Worker would build roads hopefully find any luxury and build road to hit where ever it may be., second worker same. Change the slider to try and get lowest turns to get tech. Start with Bronze age to upgrade to spearman then send out the other warrior exploring. I'd be trying to get 4 warriors, 3 workers and as many settlers as posible.
 
sorry how do I get rid of the duplicate post
 
@maxverve: BG = Bonus Grassland - 2 food, 1 shield, 0 gold (unimproved)
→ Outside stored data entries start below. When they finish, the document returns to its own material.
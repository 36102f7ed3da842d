//! Frame hashing with a structural memo.
//!
//! Computing both hashes reads every pixel, canonicalizes, and runs the
//! frequency transform, so results are memoized under the frame's
//! structural fingerprint. The memo is read-mostly: lookups take a shared
//! lock and only a completed computation takes the exclusive lock briefly.

use std::collections::HashMap;
use std::sync::RwLock;

use crate::dct;
use crate::digest::{ContentHash, PerceptualHash};
use crate::frame::{Frame, FrameFingerprint};

/// Version tag folded under every content hash; bumped whenever the
/// canonical raster format changes.
const CANONICAL_DOMAIN: &[u8] = b"dejavu:canonical:v1\0";

/// Memo entries kept before the table is reset.
pub const DEFAULT_MEMO_CAPACITY: usize = 256;

/// Both hashes of one frame.
#[derive(Debug, Clone, PartialEq, Eq)]
pub struct FrameHashes {
    /// Exact-match key over the canonical raster.
    pub content: ContentHash,
    /// Similarity signature; absent for degraded frames.
    pub perceptual: Option<PerceptualHash>,
    /// True when the frame could not be canonicalized. The content key is
    /// then a random opaque identifier and must never be cached or reused.
    pub degraded: bool,
}

/// Computes content and perceptual hashes for frames.
#[derive(Debug)]
pub struct Hasher {
    memo: RwLock<HashMap<FrameFingerprint, FrameHashes>>,
    capacity: usize,
}

impl Hasher {
    /// Create a hasher whose memo holds up to `memo_capacity` entries.
    ///
    /// The memo is reset wholesale when full. A capacity of zero disables
    /// memoization.
    #[must_use]
    pub fn new(memo_capacity: usize) -> Self {
        Self {
            memo: RwLock::new(HashMap::new()),
            capacity: memo_capacity,
        }
    }

    /// Hash one frame, memoizing the result.
    ///
    /// A frame that fails validation degrades to an opaque random content
    /// hash with no perceptual signature instead of returning an error.
    /// Degraded results are never memoized.
    pub fn hash_frame(&self, frame: &Frame) -> FrameHashes {
        let fingerprint = frame.fingerprint();
        let memoized = self
            .memo
            .read()
            .ok()
            .and_then(|memo| memo.get(&fingerprint).cloned());
        if let Some(hit) = memoized {
            return hit;
        }

        let hashes = match frame.canonical_rgba() {
            Ok(canonical) => FrameHashes {
                content: content_hash(&canonical),
                perceptual: Some(dct::signature(&canonical)),
                degraded: false,
            },
            Err(error) => {
                tracing::warn!(
                    %error,
                    width = frame.width(),
                    height = frame.height(),
                    "frame not canonicalizable, degrading to opaque hash"
                );
                FrameHashes {
                    content: ContentHash::opaque(),
                    perceptual: None,
                    degraded: true,
                }
            }
        };

        if hashes.degraded || self.capacity == 0 {
            return hashes;
        }
        if let Ok(mut memo) = self.memo.write() {
            if memo.len() >= self.capacity {
                memo.clear();
            }
            memo.insert(fingerprint, hashes.clone());
        }
        hashes
    }

    /// Hamming distance between two perceptual hashes, in [0, 1].
    #[must_use]
    pub fn hamming_distance(a: &PerceptualHash, b: &PerceptualHash) -> f64 {
        a.distance(b)
    }
}

impl Default for Hasher {
    fn default() -> Self {
        Self::new(DEFAULT_MEMO_CAPACITY)
    }
}

/// Content hash of a canonical raster under the domain tag.
fn content_hash(canonical: &[u8]) -> ContentHash {
    let mut keyed = Vec::with_capacity(CANONICAL_DOMAIN.len() + canonical.len());
    keyed.extend_from_slice(CANONICAL_DOMAIN);
    keyed.extend_from_slice(canonical);
    ContentHash::from_data(&keyed)
}
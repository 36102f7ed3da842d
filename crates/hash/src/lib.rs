//! Content and perceptual hashing for the dejavu cache.
//!
//! Frames reduce to a canonical upright 32x32 RGBA raster. The canonical
//! bytes feed two hashes with different jobs:
//!
//! - [`ContentHash`]: a SHA-256 key over the canonical raster. Exact,
//!   deterministic, collision-resistant; the primary cache key.
//! - [`PerceptualHash`]: a 63-bit low-frequency signature compared via
//!   Hamming distance. Visually similar frames land within a small
//!   distance of each other; never used as a primary key.
//!
//! A frame that cannot be canonicalized degrades to a random opaque
//! content hash instead of erroring, so hashing never fails a caller.
//!
//! ```rust
//! use dejavu_hash::{Frame, Hasher, PixelFormat};
//!
//! let pixels = vec![0u8; 4 * 4 * 4];
//! let frame = Frame::new(4, 4, PixelFormat::Rgba8, pixels);
//!
//! let hasher = Hasher::default();
//! let hashes = hasher.hash_frame(&frame);
//! assert!(!hashes.degraded);
//! assert_eq!(hashes.content, hasher.hash_frame(&frame).content);
//! ```

mod dct;
pub mod digest;
pub mod frame;
pub mod hasher;

pub use digest::{ContentHash, PerceptualHash};
pub use frame::{Frame, FrameError, FrameFingerprint, Orientation, PixelFormat};
pub use hasher::{DEFAULT_MEMO_CAPACITY, FrameHashes, Hasher};
/// Bounded persistent key-to-entry store.
#[derive(Debug)]
pub struct DiskTier {
    root: PathBuf,
    budget_bytes: u64,
    hysteresis: f64,
    compression_threshold: usize,
    state: RwLock<DiskState>,
}
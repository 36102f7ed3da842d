//! Tiered recognition cache.
//!
//! This crate provides the cache orchestrator and its storage layers:
//!
//! - **Memory tier**: bounded in-process store with score-based eviction
//! - **Disk tier**: bounded persistent store with zstd compression and
//!   a crash-tolerant JSON index
//! - **Similarity index**: perceptual-hash graph that lets a lookup be
//!   served by a near-duplicate frame, with the confidence rescaled by
//!   the measured similarity
//! - **Maintenance**: cancellable background TTL sweeps and index rebuilds
//!
//! Keys are derived from frame content by `dejavu-hash`; observers
//! subscribe to the structured event stream from `dejavu-events`.
//!
//! # Example
//!
//! ```rust,no_run
//! use dejavu_core::{CacheConfig, ConfidenceScored, RecognitionCache};
//! use dejavu_hash::{Frame, PixelFormat};
//! use serde::{Deserialize, Serialize};
//!
//! #[derive(Debug, Clone, Serialize, Deserialize)]
//! struct Recognition {
//!     label: String,
//!     confidence: f32,
//! }
//!
//! impl ConfidenceScored for Recognition {
//!     fn confidence(&self) -> f32 {
//!         self.confidence
//!     }
//!     fn set_confidence(&mut self, confidence: f32) {
//!         self.confidence = confidence;
//!     }
//! }
//!
//! # async fn example() -> dejavu_core::Result<()> {
//! let cache: RecognitionCache<Recognition> = RecognitionCache::new(CacheConfig::default())?;
//! let frame = Frame::new(2, 2, PixelFormat::Rgba8, vec![0u8; 16]);
//!
//! cache
//!     .set(
//!         &frame,
//!         &Recognition {
//!             label: "mug".into(),
//!             confidence: 0.97,
//!         },
//!         None,
//!     )
//!     .await;
//!
//! if let Some(hit) = cache.get(&frame).await {
//!     tracing::info!(label = %hit.value.label, kind = ?hit.kind, "served");
//! }
//!
//! cache.shutdown().await?;
//! # Ok(())
//! # }
//! ```

mod access;
pub mod cache;
pub mod config;
mod entry;
mod error;
mod similarity;
mod stats;
mod tier;

pub use cache::{CacheHit, ConfidenceScored, MaintenanceHandle, RecognitionCache};
pub use config::{CacheConfig, ConfidenceWeightedTtl, FixedTtl, TtlPolicy};
pub use error::{Error, Result};

pub use dejavu_events::{
    CacheEvent, CacheEventKind, CacheStatistics, EventReceiver, MatchKind, TierKind,
};
pub use dejavu_hash::{ContentHash, Frame, FrameError, Orientation, PerceptualHash, PixelFormat};
pub use tokio_util::sync::CancellationToken;
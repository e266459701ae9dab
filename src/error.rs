/*
This code is part of the flowshed hydrological analysis library.
Created: 14/03/2025
Last Modified: 14/03/2025
License: MIT
*/
use thiserror::Error;

/// Classified failures surfaced by the public operations. Nothing is retried;
/// a raster is either usable or rejected up front.
#[derive(Error, Debug, Clone, PartialEq, Eq)]
pub enum AnalysisError {
    /// The grid carries no interior cells.
    #[error("grid must be at least 3 x 3 to have an interior (got {nx} x {ny})")]
    GridTooSmall { nx: usize, ny: usize },

    /// The height buffer does not match the stated grid dimensions.
    #[error("height raster has {len} cells but the grid is {nx} x {ny}")]
    RasterSizeMismatch { nx: usize, ny: usize, len: usize },

    /// NaN or infinite elevations cannot be routed.
    #[error("non-finite height at cell {index}")]
    NonFiniteHeight { index: usize },
}

/// Up-front validation shared by every public operation.
pub(crate) fn validate_raster(
    heights: &[f64],
    nx: usize,
    ny: usize,
) -> Result<(), AnalysisError> {
    if nx < 3 || ny < 3 {
        return Err(AnalysisError::GridTooSmall { nx, ny });
    }
    if heights.len() != nx * ny {
        return Err(AnalysisError::RasterSizeMismatch {
            nx,
            ny,
            len: heights.len(),
        });
    }
    for (index, z) in heights.iter().enumerate() {
        if !z.is_finite() {
            return Err(AnalysisError::NonFiniteHeight { index });
        }
    }
    Ok(())
}

#[cfg(test)]
mod test {
    use super::{validate_raster, AnalysisError};

    #[test]
    fn rejects_grids_without_an_interior() {
        let heights = vec![0f64; 10];
        assert_eq!(
            validate_raster(&heights, 5, 2),
            Err(AnalysisError::GridTooSmall { nx: 5, ny: 2 })
        );
    }

    #[test]
    fn rejects_mismatched_buffers() {
        let heights = vec![0f64; 10];
        assert_eq!(
            validate_raster(&heights, 4, 4),
            Err(AnalysisError::RasterSizeMismatch {
                nx: 4,
                ny: 4,
                len: 10
            })
        );
    }

    #[test]
    fn rejects_non_finite_heights() {
        let mut heights = vec![0f64; 16];
        heights[5] = f64::NAN;
        assert_eq!(
            validate_raster(&heights, 4, 4),
            Err(AnalysisError::NonFiniteHeight { index: 5 })
        );
    }
}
Be wary of moving your Settler unless there is a compelling reason. IF the first move is Worker North to the BG then moving the Settler SW to the hill would put the BG outside the city radius until the first cultural expansion occurs at turn 10.


Ted
 
If the worker is ouside the city that early in the game, he 'd be building roads and my plan would be to have him build roads from the city anway to as far as he can get. I'd have him build a road back to the city, I think the risk might be worth it because I could move anyone faster on that road, if there is a luxury ouside of the city I'd want to get that and the city expands anyway the next turn or two. I'd be wanting to either send out settlers on the road and/or warriors to attack a civ if close by-sort of trying to plan ahead. What do you think?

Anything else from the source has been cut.